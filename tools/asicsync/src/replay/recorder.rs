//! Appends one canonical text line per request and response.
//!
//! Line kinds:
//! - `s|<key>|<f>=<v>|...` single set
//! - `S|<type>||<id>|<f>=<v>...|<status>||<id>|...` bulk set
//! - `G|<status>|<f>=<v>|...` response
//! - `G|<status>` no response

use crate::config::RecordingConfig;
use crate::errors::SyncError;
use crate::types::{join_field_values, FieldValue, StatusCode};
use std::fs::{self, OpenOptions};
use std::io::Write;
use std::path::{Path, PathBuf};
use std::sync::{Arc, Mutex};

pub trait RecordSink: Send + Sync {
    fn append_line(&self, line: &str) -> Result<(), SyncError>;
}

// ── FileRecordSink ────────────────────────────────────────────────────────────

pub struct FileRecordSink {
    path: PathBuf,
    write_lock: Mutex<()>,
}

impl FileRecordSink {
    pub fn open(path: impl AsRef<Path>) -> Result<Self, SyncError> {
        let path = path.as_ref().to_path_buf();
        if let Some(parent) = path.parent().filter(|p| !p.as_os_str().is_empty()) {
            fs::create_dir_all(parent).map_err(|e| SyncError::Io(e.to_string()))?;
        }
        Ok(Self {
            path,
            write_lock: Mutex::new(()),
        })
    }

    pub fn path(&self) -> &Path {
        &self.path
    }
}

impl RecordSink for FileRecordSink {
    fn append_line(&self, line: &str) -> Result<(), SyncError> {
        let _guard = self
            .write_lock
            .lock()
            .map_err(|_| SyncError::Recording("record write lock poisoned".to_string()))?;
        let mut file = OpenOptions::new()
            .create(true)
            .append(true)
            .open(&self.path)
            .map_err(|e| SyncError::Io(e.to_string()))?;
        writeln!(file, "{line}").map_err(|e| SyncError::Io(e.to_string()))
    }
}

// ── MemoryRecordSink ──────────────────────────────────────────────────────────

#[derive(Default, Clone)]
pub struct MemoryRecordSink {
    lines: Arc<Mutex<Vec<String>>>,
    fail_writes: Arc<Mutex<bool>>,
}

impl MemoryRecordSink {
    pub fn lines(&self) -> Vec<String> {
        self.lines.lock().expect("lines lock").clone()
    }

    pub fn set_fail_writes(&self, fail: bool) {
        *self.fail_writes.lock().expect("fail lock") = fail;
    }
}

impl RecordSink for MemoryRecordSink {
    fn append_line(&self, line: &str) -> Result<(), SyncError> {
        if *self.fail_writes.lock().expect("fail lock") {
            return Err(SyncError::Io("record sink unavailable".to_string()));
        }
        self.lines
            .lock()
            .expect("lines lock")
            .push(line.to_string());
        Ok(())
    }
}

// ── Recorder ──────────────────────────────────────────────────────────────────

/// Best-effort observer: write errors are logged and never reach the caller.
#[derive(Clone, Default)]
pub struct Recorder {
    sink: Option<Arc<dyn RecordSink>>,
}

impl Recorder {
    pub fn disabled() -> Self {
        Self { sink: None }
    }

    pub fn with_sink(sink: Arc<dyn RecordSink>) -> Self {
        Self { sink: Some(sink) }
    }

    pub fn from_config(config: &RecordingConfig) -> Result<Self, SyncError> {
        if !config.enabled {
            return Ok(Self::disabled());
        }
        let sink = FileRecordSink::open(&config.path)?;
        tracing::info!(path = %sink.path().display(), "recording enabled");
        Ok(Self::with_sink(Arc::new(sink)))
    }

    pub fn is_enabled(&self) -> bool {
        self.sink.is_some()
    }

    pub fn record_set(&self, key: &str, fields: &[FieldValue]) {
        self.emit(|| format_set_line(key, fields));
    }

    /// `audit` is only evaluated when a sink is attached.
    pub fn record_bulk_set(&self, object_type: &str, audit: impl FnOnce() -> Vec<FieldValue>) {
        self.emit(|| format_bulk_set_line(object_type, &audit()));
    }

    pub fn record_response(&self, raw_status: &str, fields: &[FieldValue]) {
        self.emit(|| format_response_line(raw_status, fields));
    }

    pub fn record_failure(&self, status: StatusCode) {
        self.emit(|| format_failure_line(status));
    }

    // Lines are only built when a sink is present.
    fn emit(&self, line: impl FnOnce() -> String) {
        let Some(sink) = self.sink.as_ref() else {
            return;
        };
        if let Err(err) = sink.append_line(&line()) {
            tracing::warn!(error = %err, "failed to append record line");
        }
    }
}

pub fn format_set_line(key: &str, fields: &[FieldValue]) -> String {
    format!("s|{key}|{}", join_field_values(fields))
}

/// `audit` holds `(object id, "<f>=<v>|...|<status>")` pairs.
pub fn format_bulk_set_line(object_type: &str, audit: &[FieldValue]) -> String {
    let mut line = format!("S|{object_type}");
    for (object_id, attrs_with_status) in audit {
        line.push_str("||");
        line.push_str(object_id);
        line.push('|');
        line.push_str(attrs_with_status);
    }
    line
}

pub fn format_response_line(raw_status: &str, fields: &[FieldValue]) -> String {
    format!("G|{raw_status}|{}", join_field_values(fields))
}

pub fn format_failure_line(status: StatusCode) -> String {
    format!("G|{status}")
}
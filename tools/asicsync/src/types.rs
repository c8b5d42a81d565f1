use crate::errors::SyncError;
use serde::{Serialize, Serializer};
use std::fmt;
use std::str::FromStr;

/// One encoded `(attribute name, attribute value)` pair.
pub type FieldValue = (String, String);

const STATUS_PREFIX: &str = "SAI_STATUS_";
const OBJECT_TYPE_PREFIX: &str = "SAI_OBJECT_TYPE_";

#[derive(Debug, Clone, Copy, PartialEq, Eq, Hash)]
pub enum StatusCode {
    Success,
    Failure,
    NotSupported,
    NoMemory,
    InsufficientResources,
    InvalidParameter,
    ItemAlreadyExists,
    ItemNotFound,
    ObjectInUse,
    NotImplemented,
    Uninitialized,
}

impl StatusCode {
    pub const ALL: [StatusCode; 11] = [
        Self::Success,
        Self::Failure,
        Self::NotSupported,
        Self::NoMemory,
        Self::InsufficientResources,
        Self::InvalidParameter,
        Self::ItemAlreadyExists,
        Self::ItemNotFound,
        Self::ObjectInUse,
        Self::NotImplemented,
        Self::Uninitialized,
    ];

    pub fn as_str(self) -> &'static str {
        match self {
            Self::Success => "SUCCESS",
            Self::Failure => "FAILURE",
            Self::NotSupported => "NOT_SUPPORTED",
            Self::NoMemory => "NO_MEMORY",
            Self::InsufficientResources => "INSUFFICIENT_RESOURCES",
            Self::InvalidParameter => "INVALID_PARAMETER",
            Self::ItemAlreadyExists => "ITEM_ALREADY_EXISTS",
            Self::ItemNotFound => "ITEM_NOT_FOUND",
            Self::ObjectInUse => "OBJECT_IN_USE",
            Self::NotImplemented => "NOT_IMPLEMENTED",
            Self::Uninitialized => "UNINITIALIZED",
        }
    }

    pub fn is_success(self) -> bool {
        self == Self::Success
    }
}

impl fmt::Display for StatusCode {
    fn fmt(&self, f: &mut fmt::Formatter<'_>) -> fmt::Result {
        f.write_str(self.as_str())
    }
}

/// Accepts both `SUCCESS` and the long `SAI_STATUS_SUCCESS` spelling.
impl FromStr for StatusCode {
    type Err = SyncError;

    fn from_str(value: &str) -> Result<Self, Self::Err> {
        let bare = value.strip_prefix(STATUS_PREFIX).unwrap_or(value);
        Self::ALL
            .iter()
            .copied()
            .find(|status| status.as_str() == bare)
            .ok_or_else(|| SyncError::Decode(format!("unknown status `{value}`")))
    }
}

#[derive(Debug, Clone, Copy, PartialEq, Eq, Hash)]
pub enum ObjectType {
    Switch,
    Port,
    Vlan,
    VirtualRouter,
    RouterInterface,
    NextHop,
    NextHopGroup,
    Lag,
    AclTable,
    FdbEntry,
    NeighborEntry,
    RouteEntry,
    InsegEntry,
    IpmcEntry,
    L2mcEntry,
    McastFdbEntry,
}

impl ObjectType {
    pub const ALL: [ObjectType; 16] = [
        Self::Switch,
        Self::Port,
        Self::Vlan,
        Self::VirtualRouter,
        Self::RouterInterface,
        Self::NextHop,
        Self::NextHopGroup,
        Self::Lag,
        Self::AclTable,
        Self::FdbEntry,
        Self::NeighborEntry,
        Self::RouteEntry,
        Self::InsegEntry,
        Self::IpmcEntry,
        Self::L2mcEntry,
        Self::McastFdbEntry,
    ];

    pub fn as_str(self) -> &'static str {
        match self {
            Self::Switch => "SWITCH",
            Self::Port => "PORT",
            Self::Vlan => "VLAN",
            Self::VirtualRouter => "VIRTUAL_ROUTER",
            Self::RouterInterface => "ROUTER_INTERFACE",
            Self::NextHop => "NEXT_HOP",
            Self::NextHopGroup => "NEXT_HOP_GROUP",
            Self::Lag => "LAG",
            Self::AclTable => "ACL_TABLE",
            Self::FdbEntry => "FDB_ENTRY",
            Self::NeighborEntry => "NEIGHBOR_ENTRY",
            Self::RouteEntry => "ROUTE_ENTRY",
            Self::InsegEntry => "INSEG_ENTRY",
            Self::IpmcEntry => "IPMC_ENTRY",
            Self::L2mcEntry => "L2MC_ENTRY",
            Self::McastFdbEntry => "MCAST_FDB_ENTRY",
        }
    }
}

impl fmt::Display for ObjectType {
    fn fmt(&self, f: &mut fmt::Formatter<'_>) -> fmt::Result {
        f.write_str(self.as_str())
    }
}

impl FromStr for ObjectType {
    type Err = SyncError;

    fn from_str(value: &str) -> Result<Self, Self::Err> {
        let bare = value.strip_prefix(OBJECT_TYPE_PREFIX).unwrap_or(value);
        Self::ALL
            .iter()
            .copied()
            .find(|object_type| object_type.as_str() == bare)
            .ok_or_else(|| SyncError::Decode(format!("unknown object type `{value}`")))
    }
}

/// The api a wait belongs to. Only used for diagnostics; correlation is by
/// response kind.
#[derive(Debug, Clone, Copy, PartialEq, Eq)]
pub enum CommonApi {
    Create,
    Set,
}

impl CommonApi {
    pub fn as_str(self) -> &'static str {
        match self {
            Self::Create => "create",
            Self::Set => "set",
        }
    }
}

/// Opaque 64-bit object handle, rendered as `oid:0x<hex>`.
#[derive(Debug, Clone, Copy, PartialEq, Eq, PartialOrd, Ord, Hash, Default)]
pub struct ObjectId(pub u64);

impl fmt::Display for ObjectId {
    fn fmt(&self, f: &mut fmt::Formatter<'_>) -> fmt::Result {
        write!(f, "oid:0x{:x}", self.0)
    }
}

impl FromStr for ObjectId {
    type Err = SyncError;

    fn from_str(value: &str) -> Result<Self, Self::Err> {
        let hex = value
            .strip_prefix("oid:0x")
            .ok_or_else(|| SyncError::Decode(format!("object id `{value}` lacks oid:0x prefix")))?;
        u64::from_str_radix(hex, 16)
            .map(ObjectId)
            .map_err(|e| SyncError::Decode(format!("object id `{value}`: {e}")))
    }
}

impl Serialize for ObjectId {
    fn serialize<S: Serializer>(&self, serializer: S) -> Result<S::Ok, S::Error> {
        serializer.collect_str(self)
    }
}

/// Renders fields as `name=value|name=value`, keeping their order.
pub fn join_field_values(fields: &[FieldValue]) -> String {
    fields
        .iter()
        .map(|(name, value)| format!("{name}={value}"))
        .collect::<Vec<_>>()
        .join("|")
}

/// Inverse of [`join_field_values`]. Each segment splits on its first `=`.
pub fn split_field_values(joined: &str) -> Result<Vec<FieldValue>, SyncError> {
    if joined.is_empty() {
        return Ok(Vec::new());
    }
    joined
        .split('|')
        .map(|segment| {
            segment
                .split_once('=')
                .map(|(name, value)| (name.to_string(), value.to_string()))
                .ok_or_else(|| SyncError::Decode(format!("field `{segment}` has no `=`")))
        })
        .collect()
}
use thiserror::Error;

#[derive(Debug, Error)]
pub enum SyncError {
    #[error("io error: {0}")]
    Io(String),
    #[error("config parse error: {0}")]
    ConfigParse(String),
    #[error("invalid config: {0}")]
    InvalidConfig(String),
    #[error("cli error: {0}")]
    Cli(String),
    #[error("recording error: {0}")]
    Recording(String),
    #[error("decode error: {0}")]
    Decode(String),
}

++++++++++

Only the number is wanted here. Please work out how many lines of the records contain "NextHopGroup".

3